Prakiraan rata-rata juga menunjukkan suku bunga naik menjadi 6% pada kuartal kedua tetapi kemudian turun kembali menjadi 5,75% pada akhir tahun 2023.
Sepertiga responden, 7 dari 21, mengatakan kenaikan suku bunga akan berakhir tahun depan sebesar 5,75%.
Dengan laju kenaikan suku bunga yang diperkirakan lebih lambat dari The Fed, tekanan terhadap rupiah yang telah melemah sekitar 9% terhadap dolar AS tahun ini diperkirakan akan mereda, memberikan ruang bagi BI untuk menurunkan laju pengetatannya.
"Kami tidak berpikir dinamika inflasi domestik menjamin kenaikan suku bunga lebih lanjut, lingkungan eksternal yang lebih kalem akan memberi bank sentral beberapa ruang untuk memperlambat laju pengetatan," kata Krystal Tan, ekonom di ANZ.
Sudahkah Inflasi Mencapai Puncak?
Sepanjang 2022, inflasi RI meroket tajam dari awalnya hanya mencapai 2,2% di awal tahun ini, menjadi 5,4% di bulan November ini.
BI telah menetapkan target inflasi sebesar 3±1% pada tahun ini hingga tahun depan. Adapun dalam beberapa tahun terakhir ini, tercatat bahwa inflasi faktual selalu di bawah target inflasi yang telah ditetapkan bank sentral. (Lihat grafik di bawah ini.)
Hingga 2021, inflasi terjaga di bawah 2% yang mencapai 1,87% di tahun tersebut. Angkanya bahkan cenderung melandai dibanding tahun 2018 yang inflasi aktualnya sebesar 3,13%.
Namun, sepanjang 2022, inflasi RI meroket tajam dari awalnya hanya mencapai 2,2% di awal tahun ini, menjadi 5,4% di bulan November ini.

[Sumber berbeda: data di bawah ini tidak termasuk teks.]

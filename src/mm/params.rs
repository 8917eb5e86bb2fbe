//! Per-pair market parameters, calibrated once at startup from the
//! reference price and the quote token's decimals.

use rust_decimal::{Decimal, RoundingStrategy};
use rust_decimal_macros::dec;

use crate::error::MmError;
use crate::units::ExchangeUnits;

/// Amount precision for small default sizes.
const FINE_AMOUNT_DECIMALS: u32 = 5;
/// Amount precision once the default size exceeds one unit.
const COARSE_AMOUNT_DECIMALS: u32 = 2;
const FINE_PRICE_DECIMALS: u32 = 7;
const COARSE_PRICE_DECIMALS: u32 = 2;
/// Largest quote-token decimals the scaled types can carry safely.
const MAX_TOKEN_DECIMALS: u32 = 24;

/// Sizing and precision for one pair. Read-only after [`calibrate`].
#[derive(Debug, Clone, PartialEq)]
pub struct MarketParameters {
    /// Base amount of one ladder order before size jitter.
    pub default_amount: Decimal,
    /// Distance between ladder levels.
    pub minimum_step: ExchangeUnits,
    /// Fractional digits of submitted amounts.
    pub amount_decimals: u32,
    /// Fractional digits of submitted (and de-duplicated) prices.
    pub price_decimals: u32,
    /// Target resting orders per side.
    pub orderbook_length: usize,
    /// Decimals of the quote token (scale of relayer pricepoints).
    pub token_decimals: u32,
}

/// Derive [`MarketParameters`] from the reference price.
///
/// Pairs quoted in BTC use a wider step (1% of price) and a tiny notional
/// (0.001 BTC); everything else uses a 0.01% step and a notional of 100 quote
/// units. Precision coarsens for large sizes and for steps above one quote
/// unit.
pub fn calibrate(
    pair: &str,
    reference_price: Decimal,
    token_decimals: u32,
    orderbook_length: usize,
) -> Result<MarketParameters, MmError> {
    if reference_price <= Decimal::ZERO {
        return Err(MmError::Config(format!(
            "reference price for {pair} must be positive, got {reference_price}"
        )));
    }
    if token_decimals > MAX_TOKEN_DECIMALS {
        return Err(MmError::Config(format!(
            "quote token decimals {token_decimals} exceed {MAX_TOKEN_DECIMALS}"
        )));
    }
    if orderbook_length == 0 {
        return Err(MmError::Config("orderbook length must be > 0".into()));
    }

    let price = ExchangeUnits::from_price(reference_price)?;

    let (notional, step_divisor) = if pair.to_uppercase().ends_with("BTC") {
        (dec!(0.001), dec!(100))
    } else {
        (dec!(100), dec!(10000))
    };

    let default_amount = (notional / reference_price)
        .round_dp_with_strategy(FINE_AMOUNT_DECIMALS, RoundingStrategy::MidpointAwayFromZero);
    if default_amount.is_zero() {
        return Err(MmError::Config(format!(
            "default amount for {pair} rounds to zero at price {reference_price}"
        )));
    }
    let minimum_step = ExchangeUnits::new(price.raw() / step_divisor);

    let amount_decimals = if default_amount > Decimal::ONE {
        COARSE_AMOUNT_DECIMALS
    } else {
        FINE_AMOUNT_DECIMALS
    };
    // One whole quote unit in exchange scale.
    let price_decimals = if minimum_step > ExchangeUnits::from_price(Decimal::ONE)? {
        COARSE_PRICE_DECIMALS
    } else {
        FINE_PRICE_DECIMALS
    };

    Ok(MarketParameters {
        default_amount,
        minimum_step,
        amount_decimals,
        price_decimals,
        orderbook_length,
        token_decimals,
    })
}
use thiserror::Error;

#[derive(Error, Debug)]
pub enum TomoxError {
    #[error("HTTP error {status}: {message}")]
    Http { status: u16, message: String },

    #[error("JSON error: {0}")]
    Json(#[from] serde_json::Error),

    #[error("request error: {0}")]
    Request(#[from] reqwest::Error),

    #[error("relayer error: {0}")]
    Relayer(String),

    #[error("signing error: {0}")]
    Signing(String),

    #[error("missing data in response from {0}")]
    MissingData(String),

    #[error("overflow: {0}")]
    Overflow(String),

    #[error("validation error: {0}")]
    Validation(String),
}

pub type Result<T> = std::result::Result<T, TomoxError>;
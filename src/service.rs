//! Task operations exposed to the command layer.
//!
//! `TaskService` turns caller-supplied data into validated entity changes and
//! hands the results to its [`TaskStore`]. It never touches the file itself.

use chrono::NaiveDate;
use tracing::debug;

use crate::error::{Result, ValidationError};
use crate::fields::{Category, Priority, Status};
use crate::store::TaskStore;
use crate::task::Task;

/// Input for [`TaskService::create_task`].
#[derive(Debug, Clone, Default)]
pub struct NewTask {
    pub title: String,
    pub description: Option<String>,
    pub priority: Option<Priority>,
    pub category: Option<Category>,
    pub due_date: Option<NaiveDate>,
    pub tags: Vec<String>,
    pub progress: Option<u8>,
    pub estimated_hours: Option<i32>,
    pub assigned_to: Option<String>,
    pub project_id: Option<String>,
    pub notes: Option<String>,
}

impl NewTask {
    pub fn titled(title: impl Into<String>) -> Self {
        NewTask { title: title.into(), ..Default::default() }
    }
}

/// Partial update for [`TaskService::update_task`].
///
/// `None` leaves a field unchanged. Optional fields are cleared with their
/// `clear_*` flag; a clear wins over a value given for the same field.
#[derive(Debug, Clone, Default)]
pub struct TaskPatch {
    pub title: Option<String>,
    pub description: Option<String>,
    pub clear_description: bool,
    pub priority: Option<Priority>,
    pub category: Option<Category>,
    pub clear_category: bool,
    pub status: Option<Status>,
    pub due_date: Option<NaiveDate>,
    pub clear_due_date: bool,
    pub add_tags: Vec<String>,
    pub remove_tags: Vec<String>,
    pub progress: Option<u8>,
    pub estimated_hours: Option<i32>,
    pub clear_estimated_hours: bool,
    pub assigned_to: Option<String>,
    pub clear_assigned_to: bool,
    pub project_id: Option<String>,
    pub clear_project_id: bool,
    pub notes: Option<String>,
    pub clear_notes: bool,
}

impl TaskPatch {
    pub fn status(status: Status) -> Self {
        TaskPatch { status: Some(status), ..Default::default() }
    }

    /// True when applying the patch would change nothing.
    pub fn is_empty(&self) -> bool {
        self.title.is_none()
            && self.description.is_none()
            && !self.clear_description
            && self.priority.is_none()
            && self.category.is_none()
            && !self.clear_category
            && self.status.is_none()
            && self.due_date.is_none()
            && !self.clear_due_date
            && self.add_tags.is_empty()
            && self.remove_tags.is_empty()
            && self.progress.is_none()
            && self.estimated_hours.is_none()
            && !self.clear_estimated_hours
            && self.assigned_to.is_none()
            && !self.clear_assigned_to
            && self.project_id.is_none()
            && !self.clear_project_id
            && self.notes.is_none()
            && !self.clear_notes
    }

    /// Apply every present field. Validating setters run first, so an error
    /// is returned before any non-validating field has been touched. An
    /// explicit status is applied last and overrides one implied by progress.
    fn apply(self, task: &mut Task) -> std::result::Result<(), ValidationError> {
        if let Some(title) = self.title {
            task.set_title(title)?;
        }
        if self.clear_description {
            task.set_description(None)?;
        } else if let Some(description) = self.description {
            task.set_description(Some(description))?;
        }
        if self.clear_estimated_hours {
            task.set_estimated_hours(None)?;
        } else if let Some(hours) = self.estimated_hours {
            task.set_estimated_hours(Some(hours))?;
        }
        if let Some(progress) = self.progress {
            task.set_progress(progress)?;
        }
        if let Some(priority) = self.priority {
            task.set_priority(priority);
        }
        if self.clear_category {
            task.set_category(None);
        } else if let Some(category) = self.category {
            task.set_category(Some(category));
        }
        if self.clear_due_date {
            task.set_due_date(None);
        } else if let Some(due) = self.due_date {
            task.set_due_date(Some(due));
        }
        for tag in &self.remove_tags {
            task.remove_tag(tag);
        }
        for tag in &self.add_tags {
            task.add_tag(tag);
        }
        if self.clear_assigned_to {
            task.set_assigned_to(None);
        } else if let Some(assignee) = self.assigned_to {
            task.set_assigned_to(Some(assignee));
        }
        if self.clear_project_id {
            task.set_project_id(None);
        } else if let Some(project) = self.project_id {
            task.set_project_id(Some(project));
        }
        if self.clear_notes {
            task.set_notes(None);
        } else if let Some(notes) = self.notes {
            task.set_notes(Some(notes));
        }
        if let Some(status) = self.status {
            task.set_status(status);
        }
        Ok(())
    }
}

/// Orchestrates task operations over a [`TaskStore`].
#[derive(Debug)]
pub struct TaskService {
    store: TaskStore,
}

impl TaskService {
    pub fn new(store: TaskStore) -> Self {
        TaskService { store }
    }

    /// Build a task from `data` and persist it.
    ///
    /// An over-long title or description fails before anything is stored.
    pub fn create_task(&mut self, data: NewTask) -> Result<Task> {
        let mut task = Task::new(data.title)?;
        if let Some(description) = data.description {
            task.set_description(Some(description))?;
        }
        if let Some(hours) = data.estimated_hours {
            task.set_estimated_hours(Some(hours))?;
        }
        if let Some(priority) = data.priority {
            task.set_priority(priority);
        }
        if let Some(category) = data.category {
            task.set_category(Some(category));
        }
        if let Some(due) = data.due_date {
            task.set_due_date(Some(due));
        }
        for tag in &data.tags {
            task.add_tag(tag);
        }
        if data.assigned_to.is_some() {
            task.set_assigned_to(data.assigned_to);
        }
        if data.project_id.is_some() {
            task.set_project_id(data.project_id);
        }
        if data.notes.is_some() {
            task.set_notes(data.notes);
        }
        if let Some(progress) = data.progress {
            task.set_progress(progress)?;
        }
        self.store.save(task.clone())?;
        debug!(task_id = task.id(), "Created task");
        Ok(task)
    }

    /// Apply `patch` to the task with `id` and persist the result.
    ///
    /// The patch is applied to a copy. The stored task changes only if every
    /// field validates and the save succeeds.
    pub fn update_task(&mut self, id: &str, patch: TaskPatch) -> Result<Task> {
        require_id(id)?;
        let mut task = self.store.find_by_id(id)?.clone();
        patch.apply(&mut task)?;
        self.store.save(task.clone())?;
        debug!(task_id = id, status = %task.status(), "Updated task");
        Ok(task)
    }

    /// Delete the task with `id`, returning it.
    pub fn delete_task(&mut self, id: &str) -> Result<Task> {
        require_id(id)?;
        let removed = self.store.delete_by_id(id)?;
        debug!(task_id = id, "Deleted task");
        Ok(removed)
    }

    pub fn read_available_tasks(&self) -> Vec<Task> {
        self.store.fetch_all()
    }

    pub fn find_task_by_id(&self, id: &str) -> Result<Task> {
        require_id(id)?;
        self.store.find_by_id(id).cloned()
    }
}

fn require_id(id: &str) -> std::result::Result<(), ValidationError> {
    if id.trim().is_empty() {
        return Err(ValidationError::EmptyId);
    }
    Ok(())
}
/// Run one command against `service`, writing results to `out`.
pub fn execute(
    command: Commands,
    service: &mut TaskService,
    fmt: &TaskFormatter,
    out: &mut impl Write,
) -> anyhow::Result<()> {
    let today = Local::now().date_naive();
    match command {
        Commands::Add { title, desc, priority, category, due, tags, estimate, assignee, project, notes } => {
            let due_date = due.as_deref().map(|d| parse_due(d, today)).transpose()?;
            let data = NewTask {
                title: title.join(" ").trim().to_string(),
                description: desc,
                priority,
                category,
                due_date,
                tags: split_tags(&tags),
                estimated_hours: estimate,
                assigned_to: assignee,
                project_id: project,
                notes,
                ..Default::default()
            };
            cmd_add(service, fmt, out, data)
        }
        Commands::List { all, status, priority, category, tags, due, sort, limit } => {
            let filter = ListFilter { all, status, priority, category, tags: split_tags(&tags), due };
            cmd_list(service, fmt, out, &filter, sort, limit, today)
        }
        Commands::Show { id } => cmd_show(service, fmt, out, &id, today),
        Commands::Edit {
            id, title, desc, clear_desc, priority, category, clear_category, status, due, clear_due,
            add_tags, rm_tags, progress, estimate, clear_estimate, assignee, clear_assignee, project,
            clear_project, notes, clear_notes,
        } => {
            let patch = TaskPatch {
                title,
                description: desc,
                clear_description: clear_desc,
                priority,
                category,
                clear_category,
                status,
                due_date: due.as_deref().map(|d| parse_due(d, today)).transpose()?,
                clear_due_date: clear_due,
                add_tags: split_tags(&add_tags),
                remove_tags: split_tags(&rm_tags),
                progress,
                estimated_hours: estimate,
                clear_estimated_hours: clear_estimate,
                assigned_to: assignee,
                clear_assigned_to: clear_assignee,
                project_id: project,
                clear_project_id: clear_project,
                notes,
                clear_notes,
            };
            cmd_edit(service, fmt, out, &id, patch)
        }
        Commands::Start { id } => cmd_set_status(service, fmt, out, &id, Status::InProgress),
        Commands::Complete { id } => cmd_set_status(service, fmt, out, &id, Status::Completed),
        Commands::Cancel { id } => cmd_set_status(service, fmt, out, &id, Status::Cancelled),
        Commands::Reopen { id } => cmd_set_status(service, fmt, out, &id, Status::Pending),
        Commands::Delete { id } => cmd_delete(service, fmt, out, &id),
        Commands::Tags => cmd_tags(service, fmt, out),
        Commands::Stats => cmd_stats(service, fmt, out),
        Commands::Completions { shell } => cmd_completions(shell, out),
        Commands::Shell => bail!("the interactive shell is already running"),
    }
}

/// Add a new task.
pub fn cmd_add(
    service: &mut TaskService,
    fmt: &TaskFormatter,
    out: &mut impl Write,
    data: NewTask,
) -> anyhow::Result<()> {
    if data.title.is_empty() {
        bail!("Please provide a task title");
    }
    let task = service.create_task(data)?;
    writeln!(out, "{}", fmt.success(&format!("Added task {} \"{}\"", short_id(task.id()), task.title())))?;
    Ok(())
}

/// Criteria for `list`.
#[derive(Debug, Default)]
pub struct ListFilter {
    pub all: bool,
    pub status: Option<Status>,
    pub priority: Option<Priority>,
    pub category: Option<Category>,
    pub tags: Vec<String>,
    pub due: Option<DueFilter>,
}

impl ListFilter {
    pub fn matches(&self, t: &Task, today: NaiveDate) -> bool {
        // An explicit status filter overrides hiding closed tasks.
        if !self.all && self.status.is_none() && t.status().is_closed() {
            return false;
        }
        if self.status.is_some_and(|s| t.status() != s) {
            return false;
        }
        if self.priority.is_some_and(|p| t.priority() != p) {
            return false;
        }
        if self.category.is_some() && t.category() != self.category {
            return false;
        }
        if !self.tags.iter().all(|tag| t.tags().contains(tag)) {
            return false;
        }
        match self.due {
            None => true,
            Some(DueFilter::Today) => t.due_date() == Some(today),
            Some(DueFilter::ThisWeek) => {
                let (start, end) = start_end_of_this_week(today);
                t.due_date().is_some_and(|d| d >= start && d <= end)
            }
            Some(DueFilter::Overdue) => t.is_overdue_on(today),
            Some(DueFilter::None) => t.due_date().is_none(),
        }
    }
}

/// Filter, sort and limit a task snapshot.
pub fn select_tasks(
    tasks: Vec<Task>,
    filter: &ListFilter,
    sort: SortKey,
    limit: Option<usize>,
    today: NaiveDate,
) -> Vec<Task> {
    let mut selected: Vec<Task> = tasks.into_iter().filter(|t| filter.matches(t, today)).collect();
    // Creation order breaks every tie so output is stable across runs.
    selected.sort_by(|a, b| a.created_at().cmp(&b.created_at()).then_with(|| a.id().cmp(b.id())));
    match sort {
        SortKey::Due => selected.sort_by_key(|t| t.due_date().unwrap_or(NaiveDate::MAX)),
        SortKey::Priority => {
            selected.sort_by_key(|t| (Reverse(t.priority()), t.due_date().unwrap_or(NaiveDate::MAX)))
        }
        SortKey::Created => {}
        SortKey::Title => selected.sort_by_key(|t| t.title().to_lowercase()),
    }
    if let Some(n) = limit {
        selected.truncate(n);
    }
    selected
}

/// List tasks with optional filtering and sorting.
pub fn cmd_list(
    service: &TaskService,
    fmt: &TaskFormatter,
    out: &mut impl Write,
    filter: &ListFilter,
    sort: SortKey,
    limit: Option<usize>,
    today: NaiveDate,
) -> anyhow::Result<()> {
    let tasks = select_tasks(service.read_available_tasks(), filter, sort, limit, today);
    if tasks.is_empty() {
        writeln!(out, "{}", fmt.info("No tasks found."))?;
    } else {
        writeln!(out, "{}", fmt.task_table(&tasks, today))?;
    }
    Ok(())
}

/// Show detailed information about a specific task.
pub fn cmd_show(
    service: &TaskService,
    fmt: &TaskFormatter,
    out: &mut impl Write,
    identifier: &str,
    today: NaiveDate,
) -> anyhow::Result<()> {
    let id = resolve_task_id(service, identifier)?;
    let task = service.find_task_by_id(&id)?;
    writeln!(out, "{}", fmt.task_detail(&task, today))?;
    Ok(())
}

Meskipun periode puncak inflasi sempat terjadi pada September mencapai 6,0%, namun penurunan ini masih jauh di ambang target BI sebesar 3%.
Gangguan ekonomi global akibat perang Rusia-Ukraina, hingga aksi hawkish The Fed juga sangat berpengaruh terhadap gelombang inflasi di negara-negara dunia, tak terkecuali Indonesia. (Lihat grafik di bawah ini.)
Isu yang saat ini berkembang luas adalah target inflasi di beberapa negara yang disebut terlalu rendah jika merujuk pada kondisi makroekonomi saat ini.
Menurut Veronika Dolar, Asisten Profesor Ekonomi, SUNY Old Westbury mengutip Fortune.com menjelaskan, sejak tahun 1996, para pembuat kebijakan Fed secara umum menargetkan tingkat inflasi sekitar 2%.
Baru-baru ini muncul pemahaman bahwa masalahnya bukanlah pada inflasi yang terlalu tinggi, melainkan terlalu rendah.
Kondisi ini sempat mendorong Powell pada 2020, ketika inflasi terkendali tidak lebih dari 1%, menyebut ini sebagai penyebab kekhawatiran dan mengatakan The Fed akan membiarkannya naik di atas 2%.
Perubahan konsensus juga tengah digodok oleh pemerintah Jepang dengan Bank of Japan (BoJ) di mana kemungkinan target inflasi 2% juga akan direvisi.
Menurut Dolar, inflasi yang terus-menerus atau terlalu rendah dapat menimbulkan risiko serius bagi perekonomian. Risiko ini di antaranya memicu spiral deflasi.
Risiko Deflasi
Ketika ekonomi menyusut selama resesi dengan penurunan produk domestik bruto (PDB), permintaan agregat untuk semua barang yang dihasilkannya juga turun.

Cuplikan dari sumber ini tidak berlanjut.